══ Extracted data ══
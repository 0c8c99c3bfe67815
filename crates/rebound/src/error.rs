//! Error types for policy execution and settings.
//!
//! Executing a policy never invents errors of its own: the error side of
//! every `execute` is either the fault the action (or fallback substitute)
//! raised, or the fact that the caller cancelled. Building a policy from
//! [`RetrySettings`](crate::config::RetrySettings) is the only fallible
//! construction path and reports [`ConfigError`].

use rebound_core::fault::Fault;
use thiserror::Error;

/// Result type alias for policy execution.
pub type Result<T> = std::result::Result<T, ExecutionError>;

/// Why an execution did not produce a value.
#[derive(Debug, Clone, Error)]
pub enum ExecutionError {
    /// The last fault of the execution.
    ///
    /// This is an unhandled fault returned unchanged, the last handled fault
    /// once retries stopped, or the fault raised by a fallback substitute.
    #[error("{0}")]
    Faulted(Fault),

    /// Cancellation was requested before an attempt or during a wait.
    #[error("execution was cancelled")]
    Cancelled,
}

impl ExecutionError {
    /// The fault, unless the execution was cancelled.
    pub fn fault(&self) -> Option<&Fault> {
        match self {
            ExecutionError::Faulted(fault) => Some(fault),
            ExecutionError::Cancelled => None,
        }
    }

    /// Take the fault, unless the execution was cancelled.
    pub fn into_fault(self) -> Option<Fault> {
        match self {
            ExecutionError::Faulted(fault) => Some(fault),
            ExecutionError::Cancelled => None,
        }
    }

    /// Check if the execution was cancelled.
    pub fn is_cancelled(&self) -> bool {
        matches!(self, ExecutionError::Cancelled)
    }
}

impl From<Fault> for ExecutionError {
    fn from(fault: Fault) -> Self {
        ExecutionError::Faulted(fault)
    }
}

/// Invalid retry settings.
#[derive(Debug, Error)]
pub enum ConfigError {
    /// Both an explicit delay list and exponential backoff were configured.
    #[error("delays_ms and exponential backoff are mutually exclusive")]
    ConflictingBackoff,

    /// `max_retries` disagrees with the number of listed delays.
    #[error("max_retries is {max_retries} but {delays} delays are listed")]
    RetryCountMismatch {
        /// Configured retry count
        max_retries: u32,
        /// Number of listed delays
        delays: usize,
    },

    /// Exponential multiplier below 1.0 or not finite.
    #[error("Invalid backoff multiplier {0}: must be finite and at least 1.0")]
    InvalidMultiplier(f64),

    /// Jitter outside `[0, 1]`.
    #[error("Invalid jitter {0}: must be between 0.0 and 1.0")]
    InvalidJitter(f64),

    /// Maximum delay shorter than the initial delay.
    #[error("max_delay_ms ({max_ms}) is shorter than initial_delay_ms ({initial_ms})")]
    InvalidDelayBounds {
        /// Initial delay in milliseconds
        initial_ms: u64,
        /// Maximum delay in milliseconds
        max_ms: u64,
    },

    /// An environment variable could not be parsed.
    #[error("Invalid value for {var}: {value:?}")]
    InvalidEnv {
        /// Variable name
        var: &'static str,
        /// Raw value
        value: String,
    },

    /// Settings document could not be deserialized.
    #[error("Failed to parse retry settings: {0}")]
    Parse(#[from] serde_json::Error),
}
═══
• _Task to carry out_
Copy out the lines above word for word, stopping after the line containing "(or fallback substitute)".

• _Response area_
repository 0c8c99c3bfe67815
filename crates/rebound/src/error.rs
//! Error types for policy execution and settings.
//!
//! Executing a policy never invents errors of its own: the error side of
//! every `execute` is either the fault the action (or fallback substitute)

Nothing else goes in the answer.